:: What is being asked ::
Please report every line of the listing below that has the word "tokio" in it.

:: Data supplied ::
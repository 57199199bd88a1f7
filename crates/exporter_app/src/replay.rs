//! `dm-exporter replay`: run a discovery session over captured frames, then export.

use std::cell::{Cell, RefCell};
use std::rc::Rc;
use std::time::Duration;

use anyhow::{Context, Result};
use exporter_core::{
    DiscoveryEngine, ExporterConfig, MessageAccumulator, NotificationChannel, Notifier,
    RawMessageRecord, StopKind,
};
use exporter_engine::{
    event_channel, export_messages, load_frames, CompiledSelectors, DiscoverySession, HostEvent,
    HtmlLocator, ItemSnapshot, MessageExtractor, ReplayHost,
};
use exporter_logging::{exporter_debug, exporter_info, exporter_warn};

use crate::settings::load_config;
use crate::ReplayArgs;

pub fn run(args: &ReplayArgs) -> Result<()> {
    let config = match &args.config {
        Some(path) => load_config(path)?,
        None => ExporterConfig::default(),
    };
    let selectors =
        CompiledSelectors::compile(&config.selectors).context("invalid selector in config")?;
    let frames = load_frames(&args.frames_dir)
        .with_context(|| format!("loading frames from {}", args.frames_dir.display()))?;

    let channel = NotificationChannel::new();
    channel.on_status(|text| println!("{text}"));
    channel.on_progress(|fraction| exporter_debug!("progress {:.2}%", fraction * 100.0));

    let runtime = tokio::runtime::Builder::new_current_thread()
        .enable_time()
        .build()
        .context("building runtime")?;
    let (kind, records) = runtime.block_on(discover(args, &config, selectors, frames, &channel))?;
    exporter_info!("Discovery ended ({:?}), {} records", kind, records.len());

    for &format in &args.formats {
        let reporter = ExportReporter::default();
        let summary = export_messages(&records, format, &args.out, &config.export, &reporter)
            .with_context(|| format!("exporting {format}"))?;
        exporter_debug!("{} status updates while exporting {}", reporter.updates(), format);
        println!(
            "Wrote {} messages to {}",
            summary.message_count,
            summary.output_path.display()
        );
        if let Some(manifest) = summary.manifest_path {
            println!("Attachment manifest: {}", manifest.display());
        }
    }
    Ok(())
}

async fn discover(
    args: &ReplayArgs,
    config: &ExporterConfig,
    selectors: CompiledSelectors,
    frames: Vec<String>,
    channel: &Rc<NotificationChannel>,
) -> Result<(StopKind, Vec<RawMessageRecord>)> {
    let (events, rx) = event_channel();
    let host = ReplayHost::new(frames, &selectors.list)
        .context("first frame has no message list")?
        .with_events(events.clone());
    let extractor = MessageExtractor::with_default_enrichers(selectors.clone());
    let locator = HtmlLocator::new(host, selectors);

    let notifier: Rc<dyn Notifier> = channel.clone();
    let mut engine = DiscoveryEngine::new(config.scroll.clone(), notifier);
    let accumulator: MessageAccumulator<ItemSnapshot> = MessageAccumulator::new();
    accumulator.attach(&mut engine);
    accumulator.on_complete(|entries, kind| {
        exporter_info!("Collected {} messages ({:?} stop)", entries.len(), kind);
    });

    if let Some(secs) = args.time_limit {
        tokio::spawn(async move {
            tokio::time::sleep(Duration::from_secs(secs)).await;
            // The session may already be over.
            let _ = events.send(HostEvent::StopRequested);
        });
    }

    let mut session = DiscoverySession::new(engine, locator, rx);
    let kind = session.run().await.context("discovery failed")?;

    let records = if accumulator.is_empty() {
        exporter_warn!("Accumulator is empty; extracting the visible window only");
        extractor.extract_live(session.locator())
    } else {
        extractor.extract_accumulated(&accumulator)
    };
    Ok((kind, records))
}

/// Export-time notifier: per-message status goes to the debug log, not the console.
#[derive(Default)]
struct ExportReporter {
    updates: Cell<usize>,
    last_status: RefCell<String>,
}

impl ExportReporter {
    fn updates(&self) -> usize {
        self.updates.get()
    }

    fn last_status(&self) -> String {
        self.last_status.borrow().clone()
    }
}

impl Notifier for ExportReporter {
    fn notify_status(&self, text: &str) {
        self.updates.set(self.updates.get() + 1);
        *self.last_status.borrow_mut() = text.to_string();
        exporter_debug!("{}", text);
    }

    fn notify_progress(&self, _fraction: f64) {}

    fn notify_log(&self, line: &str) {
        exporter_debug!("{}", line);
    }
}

:: Answer space ::
    let runtime = tokio::runtime::Builder::new_current_thread()
        tokio::spawn(async move {
            tokio::time::sleep(Duration::from_secs(secs)).await;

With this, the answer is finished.